#### Activity
Please retype, character for character, the portion of the entries below that runs from the line containing "upper-case ASCII values." to the last line.

[Provided entries — start]

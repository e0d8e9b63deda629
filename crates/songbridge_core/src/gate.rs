//! Request Gate
//!
//! Single-writer admission around the game window. At most one permit exists
//! at a time; dropping it returns the gate to idle or hands it to the oldest
//! waiter.
//!
//! # Lock Invariant
//!
//! `state` is held only for slot/queue bookkeeping, never while a plan is
//! being dispatched. Waiters block on `turn`, not on the mutex.

use crate::error::NavError;
use serde::{Deserialize, Serialize};
use std::collections::VecDeque;
use std::sync::{Arc, Condvar, Mutex, MutexGuard, PoisonError};
use tracing::debug;

/// What happens to a request that arrives while another is active.
#[derive(Debug, Clone, Copy, PartialEq, Eq, Default, Serialize, Deserialize)]
#[serde(tag = "policy", rename_all = "snake_case")]
pub enum AdmissionPolicy {
    /// Fail with `Busy` immediately.
    #[default]
    Reject,
    /// Wait in FIFO order; `Busy` once `depth` requests are already waiting.
    Queue { depth: usize },
}

#[derive(Debug, Default)]
struct GateState {
    active: bool,
    waiting: VecDeque<u64>,
    next_ticket: u64,
}

#[derive(Debug)]
struct GateInner {
    policy: AdmissionPolicy,
    state: Mutex<GateState>,
    turn: Condvar,
}

impl GateInner {
    fn lock(&self) -> MutexGuard<'_, GateState> {
        self.state.lock().unwrap_or_else(PoisonError::into_inner)
    }
}

#[derive(Debug, Clone)]
pub struct RequestGate {
    inner: Arc<GateInner>,
}

impl RequestGate {
    pub fn new(policy: AdmissionPolicy) -> Self {
        Self {
            inner: Arc::new(GateInner {
                policy,
                state: Mutex::new(GateState::default()),
                turn: Condvar::new(),
            }),
        }
    }

    pub fn policy(&self) -> AdmissionPolicy {
        self.inner.policy
    }

    /// Admit one request. Blocks only under [`AdmissionPolicy::Queue`].
    pub fn admit(&self) -> Result<GatePermit, NavError> {
        let mut state = self.inner.lock();

        if !state.active && state.waiting.is_empty() {
            state.active = true;
            return Ok(self.permit());
        }

        let depth = match self.inner.policy {
            AdmissionPolicy::Reject => {
                debug!("Gate busy, rejecting request");
                return Err(NavError::Busy);
            }
            AdmissionPolicy::Queue { depth } => depth,
        };
        if state.waiting.len() >= depth {
            debug!("Gate queue full ({} waiting), rejecting request", depth);
            return Err(NavError::Busy);
        }

        let ticket = state.next_ticket;
        state.next_ticket += 1;
        state.waiting.push_back(ticket);
        debug!("Request queued behind active dispatch (ticket {})", ticket);

        let mut state = self
            .inner
            .turn
            .wait_while(state, |s| s.active || s.waiting.front() != Some(&ticket))
            .unwrap_or_else(PoisonError::into_inner);
        state.waiting.pop_front();
        state.active = true;
        Ok(self.permit())
    }

    /// Non-blocking admission regardless of policy.
    pub fn try_admit(&self) -> Result<GatePermit, NavError> {
        let mut state = self.inner.lock();
        if state.active || !state.waiting.is_empty() {
            return Err(NavError::Busy);
        }
        state.active = true;
        Ok(self.permit())
    }

    pub fn is_busy(&self) -> bool {
        self.inner.lock().active
    }

    /// Requests queued behind the active one.
    pub fn waiting(&self) -> usize {
        self.inner.lock().waiting.len()
    }

    fn permit(&self) -> GatePermit {
        GatePermit {
            inner: self.inner.clone(),
        }
    }
}

/// Proof of admission. Dropping it releases the gate.
#[derive(Debug)]
#[must_use = "the gate is released as soon as the permit is dropped"]
pub struct GatePermit {
    inner: Arc<GateInner>,
}

impl Drop for GatePermit {
    fn drop(&mut self) {
        let mut state = self.inner.lock();
        state.active = false;
        drop(state);
        self.inner.turn.notify_all();
    }
}
//! Win32 input backend (`EnumWindows` + `SetForegroundWindow` + `SendInput`).

use super::backend::{title_matches, InputBackend, WindowHandle};
use crate::error::BackendError;
use crate::keys::KeyCode;
use std::mem;
use tracing::debug;
use windows::Win32::Foundation::{BOOL, HWND, LPARAM, TRUE};
use windows::Win32::UI::Input::KeyboardAndMouse::{
    SendInput, INPUT, INPUT_0, INPUT_KEYBOARD, KEYBDINPUT, KEYBD_EVENT_FLAGS,
    KEYEVENTF_EXTENDEDKEY, KEYEVENTF_KEYUP, VIRTUAL_KEY, VK_DOWN, VK_END, VK_F1, VK_HOME,
    VK_NEXT, VK_PRIOR, VK_RETURN, VK_SPACE, VK_TAB, VK_UP,
};
use windows::Win32::UI::WindowsAndMessaging::{
    EnumWindows, GetWindowTextW, IsIconic, IsWindowVisible, SetForegroundWindow, ShowWindow,
    SW_RESTORE,
};

#[derive(Debug, Default)]
pub struct WindowsBackend;

impl WindowsBackend {
    pub fn new() -> Self {
        Self
    }
}

impl InputBackend for WindowsBackend {
    fn name(&self) -> &'static str {
        "win32"
    }

    fn find_window(&mut self, candidates: &[String]) -> Result<Option<WindowHandle>, BackendError> {
        let mut hwnds: Vec<isize> = Vec::new();
        unsafe {
            EnumWindows(
                Some(collect_window),
                LPARAM(&mut hwnds as *mut Vec<isize> as isize),
            )
            .map_err(|e| BackendError::Os(format!("EnumWindows: {}", e)))?;
        }

        for raw in hwnds {
            let hwnd = HWND(raw as *mut _);
            if !unsafe { IsWindowVisible(hwnd) }.as_bool() {
                continue;
            }
            let mut buf = [0u16; 512];
            let len = unsafe { GetWindowTextW(hwnd, &mut buf) };
            if len <= 0 {
                continue;
            }
            let title = String::from_utf16_lossy(&buf[..len as usize]);
            if title_matches(&title, candidates) {
                return Ok(Some(WindowHandle { raw, title }));
            }
        }
        Ok(None)
    }

    fn focus_window(&mut self, window: &WindowHandle) -> Result<(), BackendError> {
        let hwnd = HWND(window.raw as *mut _);
        unsafe {
            if IsIconic(hwnd).as_bool() {
                let _ = ShowWindow(hwnd, SW_RESTORE);
            }
            if !SetForegroundWindow(hwnd).as_bool() {
                return Err(BackendError::Os(format!(
                    "SetForegroundWindow refused for '{}'",
                    window.title
                )));
            }
        }
        debug!("Focused window '{}'", window.title);
        Ok(())
    }

    fn send_key(&mut self, key: KeyCode) -> Result<(), BackendError> {
        let vk = virtual_key(key)?;
        let flags = if is_extended_key(vk) {
            KEYEVENTF_EXTENDEDKEY
        } else {
            KEYBD_EVENT_FLAGS(0)
        };
        let inputs = [key_input(vk, flags), key_input(vk, flags | KEYEVENTF_KEYUP)];
        let sent = unsafe { SendInput(&inputs, mem::size_of::<INPUT>() as i32) };
        if sent as usize != inputs.len() {
            return Err(BackendError::Os(format!(
                "SendInput delivered {}/{} events for key {}",
                sent,
                inputs.len(),
                key
            )));
        }
        Ok(())
    }
}

unsafe extern "system" fn collect_window(hwnd: HWND, lparam: LPARAM) -> BOOL {
    let hwnds = &mut *(lparam.0 as *mut Vec<isize>);
    hwnds.push(hwnd.0 as isize);
    TRUE
}

fn key_input(vk: VIRTUAL_KEY, flags: KEYBD_EVENT_FLAGS) -> INPUT {
    INPUT {
        r#type: INPUT_KEYBOARD,
        Anonymous: INPUT_0 {
            ki: KEYBDINPUT {
                wVk: vk,
                wScan: 0,
                dwFlags: flags,
                time: 0,
                dwExtraInfo: 0,
            },
        },
    }
}

fn virtual_key(key: KeyCode) -> Result<VIRTUAL_KEY, BackendError> {
    let vk = match key {
        // Virtual-key codes for 0-9 and A-Z equal their upper-case ASCII values.
        KeyCode::Char(c) if c.is_ascii_alphanumeric() => {
            VIRTUAL_KEY(c.to_ascii_uppercase() as u16)
        }
        KeyCode::Char(c) => {
            return Err(BackendError::Os(format!("no virtual key for '{}'", c)));
        }
        KeyCode::Up => VK_UP,
        KeyCode::Down => VK_DOWN,
        KeyCode::PageUp => VK_PRIOR,
        KeyCode::PageDown => VK_NEXT,
        KeyCode::Home => VK_HOME,
        KeyCode::End => VK_END,
        KeyCode::Enter => VK_RETURN,
        KeyCode::Tab => VK_TAB,
        KeyCode::Space => VK_SPACE,
        KeyCode::F(n) => VIRTUAL_KEY(VK_F1.0 + u16::from(n.saturating_sub(1))),
    };
    Ok(vk)
}

fn is_extended_key(vk: VIRTUAL_KEY) -> bool {
    matches!(
        vk,
        VK_UP | VK_DOWN | VK_HOME | VK_END | VK_PRIOR | VK_NEXT
    )
}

[Provided entries — finish]

#### Task response
        // Virtual-key codes for 0-9 and A-Z equal their upper-case ASCII values.
        KeyCode::Char(c) if c.is_ascii_alphanumeric() => {
            VIRTUAL_KEY(c.to_ascii_uppercase() as u16)
        }
        KeyCode::Char(c) => {
            return Err(BackendError::Os(format!("no virtual key for '{}'", c)));
        }
        KeyCode::Up => VK_UP,
        KeyCode::Down => VK_DOWN,
        KeyCode::PageUp => VK_PRIOR,
        KeyCode::PageDown => VK_NEXT,
        KeyCode::Home => VK_HOME,
        KeyCode::End => VK_END,
        KeyCode::Enter => VK_RETURN,
        KeyCode::Tab => VK_TAB,
        KeyCode::Space => VK_SPACE,
        KeyCode::F(n) => VIRTUAL_KEY(VK_F1.0 + u16::from(n.saturating_sub(1))),
    };
    Ok(vk)
}

fn is_extended_key(vk: VIRTUAL_KEY) -> bool {
    matches!(
        vk,
        VK_UP | VK_DOWN | VK_HOME | VK_END | VK_PRIOR | VK_NEXT
    )
}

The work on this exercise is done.